_What you need to do_
Lines from the listing below that contain the string "ChatView" are to be reported.

_Provided records_
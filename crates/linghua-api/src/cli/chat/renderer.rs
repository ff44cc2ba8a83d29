//! Terminal implementation of the chat panel.
//!
//! `TerminalView` prints one styled bubble per message: user lines are
//! prefixed `You >` in green, assistant replies get the robot label and are
//! rendered through a `termimad` skin. From `set_busy(true)` until the reply
//! is rendered an `indicatif` spinner stands in for the disabled send button.

use std::sync::Mutex;
use std::time::Duration;

use console::style;
use dialoguer::Confirm;
use indicatif::{ProgressBar, ProgressStyle};
use termimad::MadSkin;
use termimad::crossterm::style::Color;

use linghua_core::chat::escape::unescape_for_terminal;
use linghua_core::chat::view::ChatView;
use linghua_types::chat::ChatRole;

/// Assistant display name.
pub const ASSISTANT_NAME: &str = "零花黔";

/// Terminal chat panel.
pub struct TerminalView {
    skin: MadSkin,
    spinner: Mutex<Option<ProgressBar>>,
}

impl TerminalView {
    pub fn new() -> Self {
        let mut skin = MadSkin::default_dark();
        skin.bold.set_fg(Color::Red);
        skin.inline_code.set_fg(Color::Yellow);

        Self {
            skin,
            spinner: Mutex::new(None),
        }
    }

    fn stop_spinner(&self) {
        let mut spinner = self.spinner.lock().unwrap_or_else(|e| e.into_inner());
        if let Some(bar) = spinner.take() {
            bar.finish_and_clear();
        }
    }
}

impl Default for TerminalView {
    fn default() -> Self {
        Self::new()
    }
}

impl ChatView for TerminalView {
    fn reset(&self) {
        self.stop_spinner();
        println!();
        println!("  {}", style("--- 对话记录 ---").dim());
        println!();
    }

    fn render(&self, role: ChatRole, content: &str) {
        let text = unescape_for_terminal(content);
        match role {
            ChatRole::User => {
                // The spinner stays up while Busy; print above it.
                let print = || println!("  {} {}\n", style("You >").green().bold(), text);
                let spinner = self.spinner.lock().unwrap_or_else(|e| e.into_inner());
                match spinner.as_ref() {
                    Some(bar) => bar.suspend(print),
                    None => print(),
                }
            }
            ChatRole::Assistant => {
                self.stop_spinner();
                println!("  {} {}", style("🤖").bold(), style(ASSISTANT_NAME).red().bold());
                let rendered = format!("{}", self.skin.term_text(&text));
                for line in rendered.lines() {
                    println!("     {line}");
                }
                println!();
            }
        }
    }

    fn notify(&self, message: &str) {
        eprintln!("  {} {}", style("!").yellow().bold(), message);
    }

    fn confirm(&self, prompt: &str) -> bool {
        self.stop_spinner();
        match Confirm::new().with_prompt(prompt).default(false).interact() {
            Ok(answer) => answer,
            Err(e) => {
                tracing::warn!(error = %e, "Confirmation prompt failed, treating as declined");
                false
            }
        }
    }

    fn set_busy(&self, busy: bool) {
        if !busy {
            self.stop_spinner();
            return;
        }

        let bar = ProgressBar::new_spinner();
        if let Ok(spinner_style) = ProgressStyle::default_spinner().template("  {spinner:.red} {msg}") {
            bar.set_style(spinner_style);
        }
        bar.set_message("正在思考...");
        bar.enable_steady_tick(Duration::from_millis(80));

        let mut spinner = self.spinner.lock().unwrap_or_else(|e| e.into_inner());
        if let Some(previous) = spinner.replace(bar) {
            previous.finish_and_clear();
        }
    }
}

_Task result_
use linghua_core::chat::view::ChatView;
impl ChatView for TerminalView {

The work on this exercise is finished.